Das Sandkorn
Ich war einmal ein Sandkorn. Und ich war Teil einer weiten Ebene. Bald
begann es von Zeit zu Zeit zu regnen. Dann löste sich das eine oder
andereSandkorn nahe bei mir vom Boden ab und wurde fortgetrieben. Ich sah
ihnen zu, wie sie wilde Purzelbäume schlugen, vom Wasser über-
und umeinander herumgewirbelt wurden und aneinander abprallten. Sie jauchzten
vor Freude, so daß ihre vielen steinernen Stimmchen wie ein helles
Knirschen klangen. Ich freute mich schon sehr darauf, eines Tages mit ihnen
zu ziehen. Und das Wasser erzählte Geschichten, wenn es von der Ferne
aus dem Himmel zurückkam. Wie den Sandkörnern die bunte Fahrt
gefallen habe, wie sie noch viele andere Sande kennengelernt hätten
und schließlich an der Küste von den erschöpften Fluten
niedergelegt worden seien. Aber ich wurde nicht mitgenommen. Bei jedem
Nieselregen wie bei Hagelschlag und Gewitter hoffte ich, abgehoben zu werden
und mit den anderen treiben zu dürfen. Aber ich wurde nicht mitgenommen.
Lange währte dies, und zuerst spülten die Regengüsse Rinnsale
in das Land, die mit der Zeit zu Bächen wuchsen und dann zu Flüssen.

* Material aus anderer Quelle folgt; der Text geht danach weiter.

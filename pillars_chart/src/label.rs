// Copyright 2026 the Pillars Authors
// SPDX-License-Identifier: Apache-2.0 OR MIT

//! Radial label placement.
//!
//! Labels anchor at a segment's mid-angle and mid-radius and rotate
//! tangentially (`angle + π/2`). Naive tangential rotation renders text
//! upside-down on the left half of the circle, so a 180° correction is
//! applied whenever the normalized mid-angle lies strictly between `π/2`
//! and `3π/2`. The boundary angles themselves are not flipped; together
//! with the normalization this keeps the no-flip range exactly
//! `[-π/2, π/2]`.

use std::f64::consts::{FRAC_PI_2, PI, TAU};

use kurbo::{Point, Vec2};

use crate::geometry::ArcGeometry;

/// A resolved label anchor and rotation.
#[derive(Clone, Copy, Debug, PartialEq)]
pub struct LabelPlacement {
    /// Anchor position in surface coordinates.
    pub pos: Point,
    /// Rotation about the anchor, in radians.
    pub rotation: f64,
}

/// Whether tangential text at `angle` needs the 180° readability flip.
///
/// `angle` uses the chart convention (0 = right, increasing clockwise on
/// screen) and may be any representative mod `2π`.
pub fn needs_flip(angle: f64) -> bool {
    // Normalize into [-π/2, 3π/2) so both boundary angles land on the
    // no-flip side.
    let a = (angle + FRAC_PI_2).rem_euclid(TAU) - FRAC_PI_2;
    a > FRAC_PI_2
}

/// Places a label at a segment's mid-angle and mid-radius.
pub fn place_label(arc: &ArcGeometry, center: Point) -> LabelPlacement {
    place_label_offset(arc, center, 0.0)
}

/// Places a label with an extra outward radial offset.
///
/// The offset is useful for the outermost ring when labels crowd the rim.
pub fn place_label_offset(arc: &ArcGeometry, center: Point, outward: f64) -> LabelPlacement {
    let angle = arc.mid_angle();
    let radius = arc.mid_radius() + outward;
    let pos = center + Vec2::new(angle.cos(), angle.sin()) * radius;
    let mut rotation = angle + FRAC_PI_2;
    if needs_flip(angle) {
        rotation += PI;
    }
    LabelPlacement { pos, rotation }
}

#[cfg(test)]
mod tests {
    use super::*;
    use crate::geometry::START_ANGLE;
    use crate::registry::Ring;

    fn arc(start: f64, end: f64) -> ArcGeometry {
        ArcGeometry {
            ring: Ring::Outer,
            section_index: 0,
            start_angle: start,
            end_angle: end,
            inner_radius: 100.0,
            outer_radius: 200.0,
        }
    }

    #[test]
    fn no_flip_on_the_right_half() {
        assert!(!needs_flip(0.0));
        assert!(!needs_flip(START_ANGLE));
        assert!(!needs_flip(0.3));
        assert!(!needs_flip(-0.3));
    }

    #[test]
    fn flip_on_the_left_half() {
        assert!(needs_flip(PI));
        assert!(needs_flip(FRAC_PI_2 + 0.01));
        assert!(needs_flip(3.0 * FRAC_PI_2 - 0.01));
    }

    #[test]
    fn boundaries_themselves_do_not_flip() {
        assert!(!needs_flip(FRAC_PI_2));
        assert!(!needs_flip(3.0 * FRAC_PI_2));
        // The same boundaries reached from other representatives.
        assert!(!needs_flip(FRAC_PI_2 - TAU));
        assert!(!needs_flip(3.0 * FRAC_PI_2 + TAU));
    }

    #[test]
    fn flip_is_continuous_across_each_boundary_side() {
        // Just inside a boundary behaves like the boundary itself.
        assert_eq!(needs_flip(FRAC_PI_2), needs_flip(FRAC_PI_2 - 1e-9));
        assert_eq!(needs_flip(3.0 * FRAC_PI_2), needs_flip(3.0 * FRAC_PI_2 + 1e-9));
    }

    #[test]
    fn anchor_sits_at_mid_angle_and_mid_radius() {
        // Segment centered on 0 (right side): anchor directly right of center.
        let arc = arc(-0.2, 0.2);
        let center = Point::new(500.0, 500.0);
        let placed = place_label(&arc, center);
        assert!((placed.pos.x - 650.0).abs() < 1e-9);
        assert!((placed.pos.y - 500.0).abs() < 1e-9);
        assert!((placed.rotation - FRAC_PI_2).abs() < 1e-9);
    }

    #[test]
    fn left_side_labels_rotate_an_extra_half_turn() {
        // Segment centered on π (left side).
        let arc = arc(PI - 0.2, PI + 0.2);
        let placed = place_label(&arc, Point::ZERO);
        assert!((placed.rotation - (PI + FRAC_PI_2 + PI)).abs() < 1e-9);
    }

    #[test]
    fn outward_offset_moves_along_the_mid_angle() {
        let arc = arc(-0.2, 0.2);
        let center = Point::new(0.0, 0.0);
        let base = place_label(&arc, center);
        let offset = place_label_offset(&arc, center, 25.0);
        assert!((offset.pos.x - (base.pos.x + 25.0)).abs() < 1e-9);
        assert_eq!(offset.rotation, base.rotation);
    }
}
// Copyright 2026 the Pillars Authors
// SPDX-License-Identifier: Apache-2.0 OR MIT

//! Per-frame mark assembly.
//!
//! The pipeline emits marks in a fixed order each frame: base segments
//! (outer ring, then inner), the hovered segment redrawn scaled about its
//! own centroid, then labels (outer ring first so inner labels are never
//! occluded), then the center caption. The order is encoded both in the
//! emission sequence and in [`crate::z_order`] constants, so painters that
//! sort by `(z_index, id)` reproduce it exactly.

use kurbo::{Affine, BezPath, Circle, Point, Rect, Shape};
use peniko::Color;
use peniko::color::palette::css;

use crate::geometry::{ArcGeometry, ChartGeometry, layout};
use crate::interact::InteractionState;
use crate::label::place_label_offset;
use crate::mark::{
    Mark, MarkId, MarkPayload, Paint, PathMark, StrokeStyle, TextAnchor, TextBaseline, TextMark,
};
use crate::pattern::PatternCache;
use crate::registry::{FillKind, Ring, SectionRegistry, SectionSpec};
use crate::score::{ScoreSnapshot, color_for};
use crate::z_order;

// Mark id blocks per pipeline stage.
const ID_OUTER: u64 = 0x1000;
const ID_INNER: u64 = 0x2000;
const ID_ACTIVE: u64 = 0x3000;
const ID_OUTER_LABEL: u64 = 0x4000;
const ID_INNER_LABEL: u64 = 0x5000;
const ID_CAPTION: u64 = 0x6000;

/// Frame assembly configuration and entry point.
#[derive(Clone, Debug)]
pub struct RenderPipeline {
    /// Section label font size.
    pub label_font_size: f64,
    /// Section label color.
    pub label_color: Color,
    /// Segment border stroke; `None` disables borders.
    pub border: Option<StrokeStyle>,
    /// Extra outward radial offset for outer-ring labels.
    pub outer_label_offset: f64,
    /// Center caption lines, top to bottom.
    pub caption: Vec<String>,
    /// Center caption font size.
    pub caption_font_size: f64,
    /// Curve flattening tolerance for segment paths.
    pub tolerance: f64,
}

impl Default for RenderPipeline {
    fn default() -> Self {
        Self {
            label_font_size: 12.0,
            label_color: Color::BLACK,
            border: Some(StrokeStyle::solid(css::WHITE, 2.0)),
            outer_label_offset: 0.0,
            caption: ["10 PILLARS", "of", "Generational", "Wealth"]
                .into_iter()
                .map(str::to_owned)
                .collect(),
            caption_font_size: 14.0,
            tolerance: 0.1,
        }
    }
}

impl RenderPipeline {
    /// Assembles one frame of marks.
    ///
    /// Geometry is recomputed from the surface rectangle on every call;
    /// the returned [`ChartGeometry`] is the same one used for the drawn
    /// arcs and should be reused for hit-testing until the next frame.
    pub fn frame(
        &self,
        registry: &SectionRegistry,
        scores: &ScoreSnapshot,
        surface: Rect,
        state: &InteractionState,
        patterns: &mut PatternCache,
    ) -> (ChartGeometry, Vec<Mark>) {
        let geometry = layout(registry, surface);
        let mut marks = Vec::new();

        // Base segments, outer ring first.
        for (ring, id_base, z) in [
            (Ring::Outer, ID_OUTER, z_order::OUTER_RING),
            (Ring::Inner, ID_INNER, z_order::INNER_RING),
        ] {
            for arc in geometry.ring(ring) {
                let Some(section) = registry.section(ring, arc.section_index) else {
                    continue;
                };
                marks.push(Mark {
                    id: MarkId(id_base + arc.section_index as u64),
                    z_index: z,
                    payload: MarkPayload::Path(PathMark {
                        path: sector_path(geometry.center, arc, self.tolerance),
                        fill: self.resolve_fill(section, scores, patterns),
                        stroke: self.border,
                    }),
                });
            }
        }

        // Active-segment emphasis above the base pass.
        if let Some(segment) = state.hovered {
            if let Some(arc) = geometry.segment(segment.ring, segment.index) {
                if let Some(section) = registry.section(segment.ring, segment.index) {
                    let centroid = arc.centroid(geometry.center).to_vec2();
                    let emphasis = Affine::translate(centroid)
                        * Affine::scale(state.active_scale)
                        * Affine::translate(-centroid);
                    marks.push(Mark {
                        id: MarkId(ID_ACTIVE),
                        z_index: z_order::ACTIVE_SEGMENT,
                        payload: MarkPayload::Path(PathMark {
                            path: emphasis * sector_path(geometry.center, arc, self.tolerance),
                            fill: self.resolve_fill(section, scores, patterns),
                            stroke: self.border,
                        }),
                    });
                }
            }
        }

        // Labels, outer ring first so inner labels paint on top.
        for (ring, id_base, z, offset) in [
            (
                Ring::Outer,
                ID_OUTER_LABEL,
                z_order::OUTER_LABELS,
                self.outer_label_offset,
            ),
            (Ring::Inner, ID_INNER_LABEL, z_order::INNER_LABELS, 0.0),
        ] {
            for arc in geometry.ring(ring) {
                let Some(section) = registry.section(ring, arc.section_index) else {
                    continue;
                };
                let record = scores.resolve(&section.name);
                let placed = place_label_offset(arc, geometry.center, offset);
                marks.push(Mark {
                    id: MarkId(id_base + arc.section_index as u64),
                    z_index: z,
                    payload: MarkPayload::Text(TextMark {
                        pos: placed.pos,
                        text: format!("{} ({})", section.name, record.label),
                        font_size: self.label_font_size,
                        angle: placed.rotation.to_degrees(),
                        anchor: TextAnchor::Middle,
                        baseline: TextBaseline::Middle,
                        fill: self.label_color,
                    }),
                });
            }
        }

        // Center caption block.
        let line_height = 1.4 * self.caption_font_size;
        let lines = self.caption.len();
        for (index, line) in self.caption.iter().enumerate() {
            let dy = (index as f64 - 0.5 * (lines.saturating_sub(1)) as f64) * line_height;
            marks.push(Mark {
                id: MarkId(ID_CAPTION + index as u64),
                z_index: z_order::CENTER_TEXT,
                payload: MarkPayload::Text(TextMark {
                    pos: Point::new(geometry.center.x, geometry.center.y + dy),
                    text: line.clone(),
                    font_size: self.caption_font_size,
                    angle: 0.0,
                    anchor: TextAnchor::Middle,
                    baseline: TextBaseline::Middle,
                    fill: Color::BLACK,
                }),
            });
        }

        (geometry, marks)
    }

    fn resolve_fill(
        &self,
        section: &SectionSpec,
        scores: &ScoreSnapshot,
        patterns: &mut PatternCache,
    ) -> Paint {
        match &section.fill {
            FillKind::Score => Paint::Solid(color_for(scores.resolve(&section.name).value)),
            FillKind::Flat(color) => Paint::Solid(*color),
            FillKind::Pattern(key) => patterns.fill(key),
        }
    }
}

/// Builds the closed annular sector path for a segment.
pub fn sector_path(center: Point, arc: &ArcGeometry, tolerance: f64) -> BezPath {
    let circle = Circle::new(center, arc.outer_radius);
    let segment = circle.segment(arc.inner_radius, arc.start_angle, arc.end_angle - arc.start_angle);
    segment.path_elements(tolerance).collect()
}

#[cfg(test)]
mod tests {
    use super::*;
    use crate::interact::SegmentRef;
    use crate::pattern::{ImageSource, PatternHandle};
    use crate::score::ScoreRecord;

    struct SolidTileSource;

    impl ImageSource for SolidTileSource {
        fn load(&self, _key: &str) -> Result<PatternHandle, crate::PatternError> {
            Ok(PatternHandle::from_rgba8(2, 2, vec![0x80; 16]).expect("valid tile"))
        }
    }

    fn ten_pillar_frame(
        state: &InteractionState,
    ) -> (ChartGeometry, Vec<Mark>) {
        let registry = SectionRegistry::ten_pillars();
        let scores = ScoreSnapshot::new(vec![ScoreRecord::new("Vision", 7.0, "7/10")]);
        let mut patterns = PatternCache::new(SolidTileSource);
        RenderPipeline::default().frame(
            &registry,
            &scores,
            Rect::new(0.0, 0.0, 1000.0, 1000.0),
            state,
            &mut patterns,
        )
    }

    #[test]
    fn frame_emits_marks_in_nondecreasing_z_order() {
        let (_, marks) = ten_pillar_frame(&InteractionState::default());
        let mut last = i32::MIN;
        for mark in &marks {
            assert!(mark.z_index >= last, "draw order regressed at {:?}", mark.id);
            last = mark.z_index;
        }
    }

    #[test]
    fn frame_without_hover_has_segments_labels_and_caption() {
        let (_, marks) = ten_pillar_frame(&InteractionState::default());
        let paths = marks
            .iter()
            .filter(|m| matches!(m.payload, MarkPayload::Path(_)))
            .count();
        let texts = marks
            .iter()
            .filter(|m| matches!(m.payload, MarkPayload::Text(_)))
            .count();
        assert_eq!(paths, 10);
        assert_eq!(texts, 10 + 4);
        assert!(!marks.iter().any(|m| m.z_index == z_order::ACTIVE_SEGMENT));
    }

    #[test]
    fn hovered_segment_is_redrawn_scaled_above_the_base_pass() {
        let state = InteractionState {
            hovered: Some(SegmentRef {
                ring: Ring::Outer,
                index: 2,
            }),
            ..InteractionState::default()
        };
        let (_, marks) = ten_pillar_frame(&state);

        let base = marks
            .iter()
            .find(|m| m.id == MarkId(ID_OUTER + 2))
            .expect("base segment mark");
        let active = marks
            .iter()
            .find(|m| m.z_index == z_order::ACTIVE_SEGMENT)
            .expect("emphasis mark");

        let (MarkPayload::Path(base), MarkPayload::Path(active)) =
            (&base.payload, &active.payload)
        else {
            panic!("segment marks must be paths");
        };
        let grown = active.path.bounding_box();
        let original = base.path.bounding_box();
        assert!(grown.width() > original.width());
        assert!(grown.height() > original.height());
    }

    #[test]
    fn labels_carry_resolved_score_labels() {
        let (_, marks) = ten_pillar_frame(&InteractionState::default());
        let texts: Vec<&TextMark> = marks
            .iter()
            .filter_map(|m| match &m.payload {
                MarkPayload::Text(t) => Some(t),
                MarkPayload::Path(_) => None,
            })
            .collect();
        assert!(texts.iter().any(|t| t.text == "Vision (7/10)"));
        // Sections without provider data fall back to the zero label.
        assert!(texts.iter().any(|t| t.text == "Governance (0/10)"));
    }

    #[test]
    fn pattern_sections_serve_fallback_then_tile() {
        let outer = vec![
            SectionSpec::new("A", Ring::Outer).with_fill(FillKind::Pattern("tile.png".into())),
            SectionSpec::new("B", Ring::Outer),
        ];
        let inner = vec![SectionSpec::new("C", Ring::Inner)];
        let registry = SectionRegistry::new(outer, inner).expect("non-empty rings");
        let scores = ScoreSnapshot::empty();
        let mut patterns = PatternCache::new(SolidTileSource);
        let pipeline = RenderPipeline::default();
        let surface = Rect::new(0.0, 0.0, 400.0, 400.0);
        let state = InteractionState::default();

        let (_, marks) = pipeline.frame(&registry, &scores, surface, &state, &mut patterns);
        let MarkPayload::Path(first) = &marks[0].payload else {
            panic!("expected a path mark");
        };
        assert!(matches!(first.fill, Paint::Solid(_)));

        // Wait for the load, then re-render: the tile must be used.
        let deadline = std::time::Instant::now() + std::time::Duration::from_secs(5);
        while !patterns.poll() {
            assert!(std::time::Instant::now() < deadline, "tile never loaded");
            std::thread::yield_now();
        }
        let (_, marks) = pipeline.frame(&registry, &scores, surface, &state, &mut patterns);
        let MarkPayload::Path(first) = &marks[0].payload else {
            panic!("expected a path mark");
        };
        assert!(matches!(first.fill, Paint::Tiled(_)));
    }

    #[test]
    fn sector_path_has_nonempty_bounds() {
        let arc = ArcGeometry {
            ring: Ring::Outer,
            section_index: 0,
            start_angle: 0.0,
            end_angle: std::f64::consts::FRAC_PI_2,
            inner_radius: 10.0,
            outer_radius: 20.0,
        };
        let path = sector_path(Point::new(50.0, 50.0), &arc, 0.1);
        let bounds = path.bounding_box();
        assert!(bounds.width() > 0.0 && bounds.height() > 0.0);
    }
}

Immer tiefere Kanäle gruben sie in die Ebene. Und schließlich
ragten nur noch ein paar recht schroffe Spitzen bis zur alten Höhe
empor, während tief unten in einem breiten Tal ein Strom sich wälzte,
mit seiner braunen Fracht beladen. Das Bombardement des Regens wie sein
sanftestes Streicheln schien einfach an mir abzuprallen, ob ich es nun
so wollte oder nicht. Sogar der grobe Frost manchen Winters ließ
mich nach außen ungerührt. Dem Anschein zum Trotz haderte ich
mit meinem Schicksal und klagte wie auch ein paar andere Sandkörner
bei mir in der luftigen Höhe über diese Ungerechtigkeit, sodaß
es schrill mit dem Wind an allen Ecken und Kanten pfiff. Dann jedoch, als
mir die Puste ausging und ich für einen Moment innehielt, sprach aus
meinem Rücken eine Stimme zur mir. Und es war sehr laut und es war
so, als sprächen in dieser einen Stimme tausend andere zusammen. "Sieh
es ein, kleines Sandkorn", sagte sie, "du bist Granit, wie wir. Wir sind
der Fels, und du bist es auch. Magst du dir auch wünschen, mit den
weichen Gesteinen fortgespült zu werden, so sieh doch ein, du hoffst
vergebens. Denn das ist nicht deine Art. Die anderen treiben mit dem Strom,
aber wir machen erst möglich, daß er fließt. Die anderen
haben ein buntes Treiben, aber wir geben die Richtung vor. Der Strom will
auf dem kürzesten Weg nach unten. Aber so leicht machen wir es ihm
nicht. Wir schaffen erst das Oben, ohne das es auch kein Unten gibt." Da
begann ich zudenken. Und Körner und Steine und Felsen können
das bekanntlich sehr lange tun, wenn sie sich nicht aufreiben. Und sollte
ich dann eines Tages doch noch losgeschlagen werden, brauche ich mich nicht
daran zu stören, immer noch Granit zu sein. Das änderte sich
für uns auch dann nicht, wenn wir mit dem Strom schwämmen.